Grant number: 18/16953-0
Support type:Scholarships abroad - Research Internship - Doctorate (Direct)
Effective date (Start): December 01, 2018
Effective date (End): May 31, 2019
Field of knowledge:Biological Sciences - Physiology
Principal Investigator:Helio Cesar Salgado
Grantee:Fernanda Brognara Penteado Dias
Supervisor abroad: Julian F. R. Paton
Home Institution: Faculdade de Medicina de Ribeirão Preto (FMRP). Universidade de São Paulo (USP). Ribeirão Preto , SP, Brazil
Local de pesquisa : University of Auckland, New Zealand  
Associated to the scholarship:17/05163-6 - Role of the parasympathetic and sympathetic autonomic nervous system in the modulation of sepsis in unanesthetized rats, BP.DD

Abstract

The interaction between the neural and the immune system is vital for the modulation of the innate immune response. Recent advances have considered the role of inflammation in the development of hypertension. Hypertensive patients exhibit increased sympathetic outflow that might contribute to the genesis and maintenance of the high blood pressure levels. Data suggest that the carotid body chemoreceptors may be involved in the sympathetic hyperactivity. The carotid bodies have been seen as a promising therapeutic target for treating hypertension. Studies conducted in Professor Julian F. R. Paton's laboratory indicates that in both humans and spontaneously hypertensive rats (SHR) the peripheral chemoreceptor reflex is constantly activated, resulting in excessive sympathetic outflow and hypertension.

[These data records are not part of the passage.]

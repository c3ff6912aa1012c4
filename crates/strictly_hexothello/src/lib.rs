//! Strictly Hexothello - three-player Othello on a hexagonal board.
//!
//! Pure game logic with no I/O. Front ends query the [`Game`] for legal moves,
//! scores and the board, and drive it with [`Game::apply_move`] and
//! [`Game::undo`].
//!
//! # Architecture
//!
//! - **Board**: axial hex cells for a given radius, each empty or owned
//! - **Capture**: six-direction flank search
//! - **Contracts**: placement rules, including the elimination guard
//! - **Game**: turn rotation with automatic skips, termination, history
//!
//! # Example
//!
//! ```
//! use strictly_hexothello::{Cell, Player, new_game};
//!
//! # fn main() -> Result<(), strictly_hexothello::GameError> {
//! let mut game = new_game(3, true)?;
//! assert_eq!(game.current_player(), Player::Black);
//!
//! let report = game.apply_move(Cell::new(0, -3))?;
//! assert_eq!(report.captured(), &vec![Cell::new(0, -2)]);
//!
//! game.undo()?;
//! assert_eq!(game.scores().get(Player::Black), 3);
//! # Ok(())
//! # }
//! ```

#![warn(missing_docs)]
#![forbid(unsafe_code)]

mod action;
mod board;
mod capture;
mod contracts;
mod error;
mod game;
mod history;
mod invariants;
mod scores;
mod types;

// Crate-level exports - Domain types
pub use types::{Cell, CellState, Direction, Player};

// Crate-level exports - Board model
pub use board::{Board, cells_in_radius, neighbors};

// Crate-level exports - Capture engine
pub use capture::{captures_in_direction, find_captures};

// Crate-level exports - Move legality
pub use contracts::{
    CapturesPieces, CellIsEmpty, CellOnBoard, Contract, LegalMove, MoveContract,
    NoPlayerEliminated, check_move, is_legal,
};

// Crate-level exports - Invariants
pub use invariants::{
    AllPlayersPresentInvariant, CountsMatchBoardInvariant, HexOthelloInvariants, Invariant,
    InvariantSet, InvariantViolation,
};

// Crate-level exports - Game state machine
pub use action::{Move, MoveReport};
pub use game::{Game, GameSetup, GameState, STANDARD_OPENING, new_game};
pub use history::{History, Snapshot};
pub use scores::PieceCounts;

// Crate-level exports - Errors
pub use error::{GameError, GameErrorKind, MoveRejection};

Purinergic receptors (P2X3) were found upregulated in petrosal chemosensitive neurones in SHR. This may result from reduced vasculature, hypertrophied arterioles and elevated sympathetic innervation of the arterioles in the carotid body of SHR. Thus, the present study will compare the density of vasculature and the sympathetic innervation of the carotid bodies of SHR versus Wistar rats. Carotid artery bifurcations, containing the carotid body, from SHR and Wistar rats will be perfused, fixed and sectioned on a cryostat and prepared for immunostaining. Endothelial cells will be stained with a fluorescent lectin and the vessel types will be identified based on their diameters and presence/amount of vascular smooth muscle using immunofluorescence. In addition, we will assess the densities of sympathetic fibres innervating arterial vessels using antibodies for tyrosine hydroxylase to identify sympathetic fibres and glomus cells within carotid bodies from hypertensive (SHR) and normotensive rats.